12. The Government took this action in response to Hedges' claim that he was “far less culpable” than his co-conspirators and that he therefore should receive a lower sentence.
13. Hedges contended that “relevant conduct” is limited to actions that constitute the offense of conviction; because he only pled guilty to the fraudulent sale of 140,000 Cascade shares, he claimed that his relevant conduct should not include his other fraudulent activities or those of his co-conspirators. In response, the Government pointed out that the definition of relevant conduct is much broader than Hedges' interpretation; it includes all acts of the defendant and all reasonably foreseeable acts of his co-conspirators that were undertaken in furtherance of the conspiracy.
14. Hedges erroneously contends that he preserved this issue at the sentencing hearing. Toward the end of the hearing, Hedges requested a downward departure from the Sentencing Guidelines even though the plea agreement prohibited him from seeking such a departure. When the court asked Hedges whether the agreement prevented him from seeking a departure, he responded as follows:I would submit no, and the reason I submit no, we can't take, nor should we take, any contract agreement provisions out of context, that this was all put under the context of what was negotiated that we perceived that we were going to be sentenced with the $6,000,000 figure, and that it was under-with that situation that we said we wouldn't ask for any downward departures․ [I]n light of what has happened here, I think that grounds now exist ․ which weren't in existence at the time, and now in light of the rulings of the court as relates to the amount, I think that the provisions of the plea agreement do not bar us from requesting this because we are dealing with a whole different situation.(Emphasis added).
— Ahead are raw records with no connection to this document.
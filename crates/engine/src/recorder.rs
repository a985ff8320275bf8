// SPDX-License-Identifier: BUSL-1.1
// Copyright (c) 2026 Alfred Jean LLC

//! Cluster condition recorder.
//!
//! Appends an operation's outcome to the owning cluster's condition history.
//! Appends are read-modify-write against the cluster's resourceVersion, so
//! concurrent recorders for different operations never lose each other's
//! entries: the loser of a race re-reads and appends again.

use crate::error::RecordError;
use ko_adapters::ResourceStore;
use ko_core::{ClusterCondition, ConditionIndex, ConditionOutcome};

/// Result of a record request.
#[derive(Debug, Clone, Copy, PartialEq, Eq)]
pub enum RecordOutcome {
    Appended(ConditionIndex),
    /// Already recorded; nothing was written.
    Duplicate(ConditionIndex),
    /// The cluster no longer exists; the entry was dropped.
    ClusterMissing,
}

ko_core::simple_display! {
    RecordOutcome {
        Appended(..) => "appended",
        Duplicate(..) => "duplicate",
        ClusterMissing => "cluster-missing",
    }
}

#[derive(Clone)]
pub struct ConditionRecorder<S> {
    store: S,
    max_retries: u32,
}

impl<S: ResourceStore> ConditionRecorder<S> {
    pub fn new(store: S, max_retries: u32) -> Self {
        Self { store, max_retries }
    }

    /// Append `condition` to the history of `cluster` unless an entry with
    /// the same outcome is already there.
    pub async fn record(
        &self,
        namespace: &str,
        cluster: &str,
        condition: ClusterCondition,
    ) -> Result<RecordOutcome, RecordError> {
        let mut conflicts = 0;
        loop {
            let Some(mut target) = self.store.get_cluster(namespace, cluster).await? else {
                tracing::warn!(
                    namespace,
                    cluster,
                    operation = %condition.cluster_ops,
                    "cluster missing, condition not recorded"
                );
                return Ok(RecordOutcome::ClusterMissing);
            };

            let log = &mut target.status.get_or_insert_with(Default::default).conditions;
            let index = match log.record(condition.clone()) {
                ConditionOutcome::Duplicate(index) => return Ok(RecordOutcome::Duplicate(index)),
                ConditionOutcome::Appended(index) => index,
            };

            match self.store.update_cluster_status(&target).await {
                Ok(_) => return Ok(RecordOutcome::Appended(index)),
                Err(e) if e.is_conflict() && conflicts < self.max_retries => {
                    conflicts += 1;
                    tracing::debug!(cluster, conflicts, "cluster status conflict, re-reading");
                }
                Err(e) if e.is_conflict() => {
                    return Err(RecordError::Contended {
                        cluster: cluster.to_string(),
                        attempts: conflicts + 1,
                    });
                }
                Err(e) => return Err(e.into()),
            }
        }
    }
}

#[cfg(test)]
#[path = "recorder_tests.rs"]
mod tests;
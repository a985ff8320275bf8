// SPDX-License-Identifier: BUSL-1.1
// Copyright (c) 2026 Alfred Jean LLC

//! Effect executor

use crate::actuator::JobActuator;
use crate::error::ExecuteError;
use crate::recorder::{ConditionRecorder, RecordOutcome};
use ko_adapters::{JobAdapter, ResourceStore};
use ko_core::{Effect, JobRef};

/// What running an effect produced.
#[derive(Debug, Clone, PartialEq, Eq)]
pub enum Executed {
    /// The job now exists under this reference.
    Submitted(JobRef),
    Cancelled,
    Recorded(RecordOutcome),
}

/// Executes effects against the job substrate and the cluster store
#[derive(Clone)]
pub struct Executor<S, J> {
    actuator: JobActuator<J>,
    recorder: ConditionRecorder<S>,
}

impl<S, J> Executor<S, J>
where
    S: ResourceStore,
    J: JobAdapter,
{
    pub fn new(actuator: JobActuator<J>, recorder: ConditionRecorder<S>) -> Self {
        Self { actuator, recorder }
    }

    /// Execute a single effect with tracing
    pub async fn execute(&self, effect: Effect) -> Result<Executed, ExecuteError> {
        // Format the fields as `key=val`
        let info = {
            let fields = effect.fields();
            let cap = fields.iter().map(|(a, b)| a.len() + b.len() + 2).sum();
            let mut fmt = String::with_capacity(cap);
            for (key, val) in fields {
                fmt.push_str(key);
                fmt.push('=');
                fmt.push_str(&val);
                fmt.push(' ');
            }
            fmt.pop();
            fmt
        };

        let op = effect.name();
        let verbose = effect.verbose();
        if verbose {
            tracing::info!("executing effect={} {}", op, info);
        }

        let start = std::time::Instant::now();
        let result = self.execute_inner(effect).await;
        let elapsed_ms = start.elapsed().as_millis() as u64;
        if verbose {
            match &result {
                Ok(executed) => tracing::info!(?executed, elapsed_ms, "completed"),
                Err(e) => tracing::error!(error = %e, elapsed_ms, "failed"),
            }
        } else {
            match &result {
                Ok(executed) => {
                    tracing::info!(?executed, elapsed_ms, "executed effect={} {}", op, info)
                }
                Err(e) => tracing::error!(error = %e, elapsed_ms, "error effect={} {}", op, info),
            }
        }

        result
    }

    async fn execute_inner(&self, effect: Effect) -> Result<Executed, ExecuteError> {
        match effect {
            Effect::SubmitJob { request } => {
                let job = self.actuator.submit(&request).await?;
                if job.name() != request.name {
                    tracing::warn!(requested = %request.name, adopted = %job.name(), "job name differs");
                }
                Ok(Executed::Submitted(job))
            }

            Effect::CancelJob { job, reason } => {
                tracing::debug!(job = %job.name(), %reason, "cancelling job");
                self.actuator.cancel(&job).await?;
                Ok(Executed::Cancelled)
            }

            Effect::RecordCondition { namespace, cluster, condition } => {
                let outcome = self.recorder.record(&namespace, &cluster, condition).await?;
                Ok(Executed::Recorded(outcome))
            }
        }
    }
}

#[cfg(test)]
#[path = "executor_tests.rs"]
mod tests;
// SPDX-License-Identifier: BUSL-1.1
// Copyright (c) 2026 Alfred Jean LLC

//! Shared world for specs: one cluster named `demo` with all of its
//! artifacts present, fake substrates and a controllable clock.

pub use ko_adapters::{ArtifactKind, FakeArtifactStore, FakeJobAdapter, FakeResourceStore};
pub use ko_core::test_support::fixtures::{cluster, cluster_artifacts, operation, NAMESPACE};
pub use ko_core::{
    ActionType, ClusterCondition, ClusterConditionType, ClusterOperationSpec,
    ClusterOperationStatus, FakeClock, HookAction, JobRunState, OpsStatus,
};
pub use ko_engine::{BlockOnDrift, ReconcileConfig, ReconcileDeps, ReconcileOutcome, Reconciler};
pub use std::time::Duration;

pub type FakeReconciler =
    Reconciler<FakeResourceStore, FakeArtifactStore, FakeJobAdapter, FakeClock>;

pub struct World {
    pub store: FakeResourceStore,
    pub artifacts: FakeArtifactStore,
    pub jobs: FakeJobAdapter,
    pub clock: FakeClock,
    pub reconciler: FakeReconciler,
}

impl World {
    pub fn new() -> Self {
        let store = FakeResourceStore::new();
        let artifacts = FakeArtifactStore::new();
        let jobs = FakeJobAdapter::new();
        let clock = FakeClock::new();

        store.put_cluster(cluster("demo"));
        for (kind, name) in cluster_artifacts("demo") {
            if let Some(kind) = ArtifactKind::from_kind(kind) {
                artifacts.insert(kind, NAMESPACE, &name);
            }
        }

        let reconciler = Self::reconciler(&store, &artifacts, &jobs, &clock);
        Self { store, artifacts, jobs, clock, reconciler }
    }

    pub fn reconciler(
        store: &FakeResourceStore,
        artifacts: &FakeArtifactStore,
        jobs: &FakeJobAdapter,
        clock: &FakeClock,
    ) -> FakeReconciler {
        Reconciler::new(
            ReconcileDeps { store: store.clone(), artifacts: artifacts.clone(), jobs: jobs.clone() },
            clock.clone(),
            ReconcileConfig::default(),
        )
    }

    pub fn create(&self, name: &str, spec: ClusterOperationSpec) {
        self.store.put_operation(operation(name, spec));
    }

    pub async fn reconcile(&self, name: &str) -> ReconcileOutcome {
        self.reconciler.reconcile(NAMESPACE, name).await.unwrap()
    }

    /// Reconcile until the operation stops asking to be requeued, advancing
    /// the clock by each requested delay.
    pub async fn settle(&self, name: &str) -> ClusterOperationStatus {
        for _ in 0..100 {
            match self.reconcile(name).await.requeue_after {
                Some(delay) => self.clock.advance(delay),
                None => break,
            }
        }
        self.status(name)
    }

    pub fn status(&self, name: &str) -> ClusterOperationStatus {
        self.store.operation(NAMESPACE, name).unwrap().current_status()
    }

    /// The `demo` cluster's condition history, oldest first.
    pub fn conditions(&self) -> Vec<ClusterCondition> {
        self.store
            .cluster(NAMESPACE, "demo")
            .and_then(|c| c.status)
            .map(|s| s.conditions.iter().map(|(_, c)| c.clone()).collect())
            .unwrap_or_default()
    }

    pub fn fail_every_job(&self) {
        self.jobs.set_default_state(JobRunState::Failed {
            reason: "BackoffLimitExceeded: exit status 2".to_string(),
            pod: None,
        });
    }

    pub fn keep_jobs_running(&self) {
        self.jobs.set_default_state(JobRunState::Running { started_at: None });
    }
}

pub fn shell(action: &str) -> HookAction {
    HookAction::new(ActionType::Shell, action)
}

pub fn playbook(action: &str) -> HookAction {
    HookAction::new(ActionType::Playbook, action)
}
Hedges claims that this statement preserved his objection. His interpretation of this statement is that he was asserting that he was no longer bound by the plea agreement (and therefore could seek a downward departure) because the Government had violated the agreement; thus he placed the issue of whether the Government breached the agreement before the district court.We disagree with his interpretation of this statement; nowhere in his response to the court did Hedges assert that the plea agreement had been breached. A more plausible interpretation of his statement (as is demonstrated by the highlighted portion) is that he was contending that the plea agreement only prohibited him from seeking a downward departure if the court attributed a $6.8 million loss to him. Because the court ruled that he was responsible for a much higher loss, Hedges contended, the plea agreement did not prevent him from seeking a downward departure. Thus, Hedges did not claim that the Government violated the plea agreement and his objection was not preserved.
15. Plain error is error that is both obvious and prejudicial. See United States v. Olano, 507 U.S. 725, 734, 113 S.Ct. 1770, 1777-78, 123 L.Ed.2d 508 (1993).